Duarte Pacheco ainda foi tratado com honra por Dom Manuel, que lhe deu o comando de uma armada para as Índias e o cargo de governador de São Jorge da Mina - posições muito lucrativas. Com a ascensão de Dom João III, porém, ele seria perseguido e preso sob a acusação de desvio de ouro.

Pinzón faria outra viagem ao Novo Mundo, na qual teria sido o primeiro europeu a encontrar os astecas, no México, mas morreu endividado, em 1514. Da vida de Lepe sabe-se menos ainda. Morreu em Portugal em 1515 e não se tem notícia nem de onde foi enterrado.
Dúvidas eternas
Dificilmente saberemos se outras pessoas não teriam chegado ao litoral brasileiro antes desses homens. A história dessas viagens foi preservada em poucos documentos. Quantas outras, de menor importância ou maior segredo, não teriam sido feitas?

Quando Martim Afonso de Souza veio para o sul do Brasil, em 1530, encontrou por aqui certo Bacharel de Cananeia, degredado europeu apresentado em diversas crônicas do século 16. Os registros da viagem de Afonso dizem que o Bacharel estava no Brasil havia 30 anos.

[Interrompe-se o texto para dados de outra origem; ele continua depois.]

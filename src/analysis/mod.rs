//! Offline analysis of the daily event stream.
//!
//! # Data Flow
//! ```text
//! <service>-YYYY-MM-DD.log[.n]
//!     → metrics.rs (line parse, single-pass aggregation → DailyMetrics)
//!     → health.rs  (deductions → HealthScore)
//!     → report.rs  (markdown)
//! ```
//!
//! `analyzer.rs` ties these to the log directory and enforces the pass
//! deadline.

pub mod analyzer;
pub mod health;
pub mod metrics;
pub mod report;

pub use analyzer::{DailyReport, LogAnalyzer};
pub use health::{percent, HealthBand, HealthScore};
pub use metrics::{analyze, AuthFunnel, DailyMetrics, MetricsAggregator, ResponseTimeSummary};
pub use report::render_report;

use std::path::PathBuf;

use chrono::NaiveDate;

#[derive(Debug, thiserror::Error)]
pub enum AnalyzerError {
    #[error("no log file for {date} ({path})")]
    NotFound { date: NaiveDate, path: PathBuf },

    #[error("failed to read {path}: {source}")]
    Io {
        path: PathBuf,
        #[source]
        source: std::io::Error,
    },

    #[error("analysis deadline exceeded after {lines_processed} lines")]
    DeadlineExceeded { lines_processed: usize },
}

A maioria dos historiadores defende que ele fora deixado aqui por Gonçalo Coelho, em 1502, mas alguns dizem que isso teria acontecido em 1499, numa suposta expedição de Bartolomeu Dias ao Brasil - de qualquer forma, ele estava justamente onde passava o meridiano de Tordesilhas.

Não há evidências concretas de qualquer outra viagem no Atlântico Sul entre 1488 e 1498. Apesar da falta de provas, provavelmente houve, sim, outras expedições à região. Vasco da Gama percorreu no caminho para a Índia a mesma rota que os velejadores fazem até hoje entre a Europa e o sul da África. Gama teria acertado o melhor caminho, de primeira, por pura sorte? Ou teria feito isso depois de um longo e meticuloso período de viagens de exploração? Domingues arremata: "Essa é uma pergunta que se faz há mais de 100 anos".